(Data items)
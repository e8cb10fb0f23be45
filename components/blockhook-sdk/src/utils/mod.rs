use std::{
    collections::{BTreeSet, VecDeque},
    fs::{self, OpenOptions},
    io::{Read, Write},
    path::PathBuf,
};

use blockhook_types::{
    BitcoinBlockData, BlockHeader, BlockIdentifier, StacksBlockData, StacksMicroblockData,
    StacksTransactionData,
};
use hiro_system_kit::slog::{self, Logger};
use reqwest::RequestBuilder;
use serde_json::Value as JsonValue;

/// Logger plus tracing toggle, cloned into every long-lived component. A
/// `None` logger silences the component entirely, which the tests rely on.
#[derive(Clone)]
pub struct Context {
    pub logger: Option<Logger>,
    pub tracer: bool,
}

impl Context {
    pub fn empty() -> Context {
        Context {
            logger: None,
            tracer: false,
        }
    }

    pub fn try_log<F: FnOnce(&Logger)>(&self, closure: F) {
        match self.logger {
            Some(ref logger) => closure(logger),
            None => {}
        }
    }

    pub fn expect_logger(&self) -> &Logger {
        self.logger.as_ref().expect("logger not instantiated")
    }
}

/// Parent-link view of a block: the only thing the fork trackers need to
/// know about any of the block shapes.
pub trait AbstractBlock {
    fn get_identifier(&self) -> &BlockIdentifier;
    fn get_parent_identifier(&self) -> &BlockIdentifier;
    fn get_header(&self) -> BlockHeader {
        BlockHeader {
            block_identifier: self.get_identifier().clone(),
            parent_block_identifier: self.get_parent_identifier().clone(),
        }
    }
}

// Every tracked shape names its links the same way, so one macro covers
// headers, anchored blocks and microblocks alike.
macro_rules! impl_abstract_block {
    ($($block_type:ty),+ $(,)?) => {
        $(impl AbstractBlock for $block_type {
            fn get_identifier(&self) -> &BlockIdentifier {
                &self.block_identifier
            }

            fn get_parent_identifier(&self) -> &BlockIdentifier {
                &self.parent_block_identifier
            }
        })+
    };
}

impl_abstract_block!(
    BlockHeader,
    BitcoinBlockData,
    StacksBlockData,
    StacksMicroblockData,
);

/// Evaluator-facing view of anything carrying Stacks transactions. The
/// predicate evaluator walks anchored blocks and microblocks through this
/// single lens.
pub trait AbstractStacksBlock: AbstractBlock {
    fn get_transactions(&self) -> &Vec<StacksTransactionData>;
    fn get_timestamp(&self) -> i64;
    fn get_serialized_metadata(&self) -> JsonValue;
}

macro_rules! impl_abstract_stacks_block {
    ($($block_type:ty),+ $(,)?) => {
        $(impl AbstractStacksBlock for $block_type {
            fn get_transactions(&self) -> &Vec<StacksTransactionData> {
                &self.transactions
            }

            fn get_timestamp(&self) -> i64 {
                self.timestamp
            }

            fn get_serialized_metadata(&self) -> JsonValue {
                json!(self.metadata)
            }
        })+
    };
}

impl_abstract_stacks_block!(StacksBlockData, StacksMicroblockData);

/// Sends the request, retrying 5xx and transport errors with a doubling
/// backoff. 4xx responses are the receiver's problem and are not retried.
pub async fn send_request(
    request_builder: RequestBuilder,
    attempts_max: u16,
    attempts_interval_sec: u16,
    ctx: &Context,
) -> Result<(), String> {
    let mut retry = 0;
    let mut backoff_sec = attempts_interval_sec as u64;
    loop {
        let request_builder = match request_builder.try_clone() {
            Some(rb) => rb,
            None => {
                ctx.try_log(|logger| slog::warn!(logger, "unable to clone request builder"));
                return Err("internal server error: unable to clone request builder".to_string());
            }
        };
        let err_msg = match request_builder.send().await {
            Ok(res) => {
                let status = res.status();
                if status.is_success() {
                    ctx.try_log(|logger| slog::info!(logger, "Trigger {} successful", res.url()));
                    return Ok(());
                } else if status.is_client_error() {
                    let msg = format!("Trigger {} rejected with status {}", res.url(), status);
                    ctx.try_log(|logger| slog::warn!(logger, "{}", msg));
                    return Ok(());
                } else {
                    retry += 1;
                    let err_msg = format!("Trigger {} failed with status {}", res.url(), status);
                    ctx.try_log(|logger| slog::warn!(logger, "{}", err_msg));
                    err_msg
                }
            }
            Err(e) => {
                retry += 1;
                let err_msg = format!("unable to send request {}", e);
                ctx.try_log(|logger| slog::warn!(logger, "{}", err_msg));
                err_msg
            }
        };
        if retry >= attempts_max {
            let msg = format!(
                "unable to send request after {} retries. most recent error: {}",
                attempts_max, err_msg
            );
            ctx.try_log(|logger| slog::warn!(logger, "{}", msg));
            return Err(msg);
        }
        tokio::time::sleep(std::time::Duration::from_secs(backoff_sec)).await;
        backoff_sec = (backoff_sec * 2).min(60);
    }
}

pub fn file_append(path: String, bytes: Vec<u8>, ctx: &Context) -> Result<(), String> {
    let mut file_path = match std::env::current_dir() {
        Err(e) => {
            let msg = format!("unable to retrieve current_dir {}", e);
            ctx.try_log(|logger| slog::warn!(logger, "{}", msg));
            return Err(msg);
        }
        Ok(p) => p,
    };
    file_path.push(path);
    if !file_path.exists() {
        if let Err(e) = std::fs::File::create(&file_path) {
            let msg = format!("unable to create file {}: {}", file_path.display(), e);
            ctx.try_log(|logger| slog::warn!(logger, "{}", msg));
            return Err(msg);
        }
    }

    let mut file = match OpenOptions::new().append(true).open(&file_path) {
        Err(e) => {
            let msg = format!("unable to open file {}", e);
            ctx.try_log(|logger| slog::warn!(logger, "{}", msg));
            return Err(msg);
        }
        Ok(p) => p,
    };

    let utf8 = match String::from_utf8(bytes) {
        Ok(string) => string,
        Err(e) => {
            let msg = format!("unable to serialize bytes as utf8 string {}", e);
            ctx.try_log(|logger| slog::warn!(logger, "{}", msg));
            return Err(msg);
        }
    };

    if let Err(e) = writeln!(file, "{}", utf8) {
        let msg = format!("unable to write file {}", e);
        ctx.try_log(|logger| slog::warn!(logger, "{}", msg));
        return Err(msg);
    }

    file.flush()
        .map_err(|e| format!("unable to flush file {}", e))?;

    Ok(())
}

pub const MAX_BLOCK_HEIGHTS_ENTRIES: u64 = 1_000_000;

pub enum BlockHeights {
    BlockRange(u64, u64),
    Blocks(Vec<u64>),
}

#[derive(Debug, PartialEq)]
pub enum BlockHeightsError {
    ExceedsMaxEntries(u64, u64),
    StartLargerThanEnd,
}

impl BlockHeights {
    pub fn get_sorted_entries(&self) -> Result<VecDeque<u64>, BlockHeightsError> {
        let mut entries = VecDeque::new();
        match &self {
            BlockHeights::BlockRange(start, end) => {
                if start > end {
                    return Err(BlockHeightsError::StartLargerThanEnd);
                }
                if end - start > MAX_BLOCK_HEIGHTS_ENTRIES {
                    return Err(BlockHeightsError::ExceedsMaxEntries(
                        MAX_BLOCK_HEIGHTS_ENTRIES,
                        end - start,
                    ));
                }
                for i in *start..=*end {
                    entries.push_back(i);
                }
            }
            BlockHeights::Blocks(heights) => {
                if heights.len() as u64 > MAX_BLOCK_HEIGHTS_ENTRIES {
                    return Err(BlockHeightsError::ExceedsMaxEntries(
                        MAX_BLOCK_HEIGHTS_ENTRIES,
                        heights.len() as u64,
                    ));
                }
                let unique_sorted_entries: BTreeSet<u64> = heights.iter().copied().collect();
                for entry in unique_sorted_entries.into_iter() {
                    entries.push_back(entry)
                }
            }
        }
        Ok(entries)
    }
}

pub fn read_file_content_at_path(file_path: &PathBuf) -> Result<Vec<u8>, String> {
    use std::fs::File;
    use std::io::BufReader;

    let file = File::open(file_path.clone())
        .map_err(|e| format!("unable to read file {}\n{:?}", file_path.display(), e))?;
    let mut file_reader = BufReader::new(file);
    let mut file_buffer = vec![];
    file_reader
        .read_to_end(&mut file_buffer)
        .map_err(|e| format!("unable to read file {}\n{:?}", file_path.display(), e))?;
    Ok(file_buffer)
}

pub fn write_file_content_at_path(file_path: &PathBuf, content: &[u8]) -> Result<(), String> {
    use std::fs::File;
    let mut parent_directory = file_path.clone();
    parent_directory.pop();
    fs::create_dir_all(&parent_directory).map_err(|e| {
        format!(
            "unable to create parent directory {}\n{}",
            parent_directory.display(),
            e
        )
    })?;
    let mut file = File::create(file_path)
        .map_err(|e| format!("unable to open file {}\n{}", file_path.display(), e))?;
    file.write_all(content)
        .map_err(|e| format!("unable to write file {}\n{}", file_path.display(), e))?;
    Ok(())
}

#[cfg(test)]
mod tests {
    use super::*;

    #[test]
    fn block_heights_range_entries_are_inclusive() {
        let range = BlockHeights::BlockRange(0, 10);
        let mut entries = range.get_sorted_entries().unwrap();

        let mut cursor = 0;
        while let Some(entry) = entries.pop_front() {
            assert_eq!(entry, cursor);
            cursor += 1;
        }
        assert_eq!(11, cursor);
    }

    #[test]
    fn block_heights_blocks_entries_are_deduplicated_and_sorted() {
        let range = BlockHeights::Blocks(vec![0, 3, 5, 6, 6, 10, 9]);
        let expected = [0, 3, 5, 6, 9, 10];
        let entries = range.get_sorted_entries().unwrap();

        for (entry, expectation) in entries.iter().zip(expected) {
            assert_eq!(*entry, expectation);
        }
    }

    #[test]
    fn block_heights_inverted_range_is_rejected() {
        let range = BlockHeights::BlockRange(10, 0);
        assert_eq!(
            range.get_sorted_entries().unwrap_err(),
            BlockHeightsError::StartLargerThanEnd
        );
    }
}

- [TASK DESCRIPTION]
Pull every line containing the string "derive" out of the data above and copy it.

- [SOLVED EXERCISE]
#[derive(Clone)]
#[derive(Debug, PartialEq)]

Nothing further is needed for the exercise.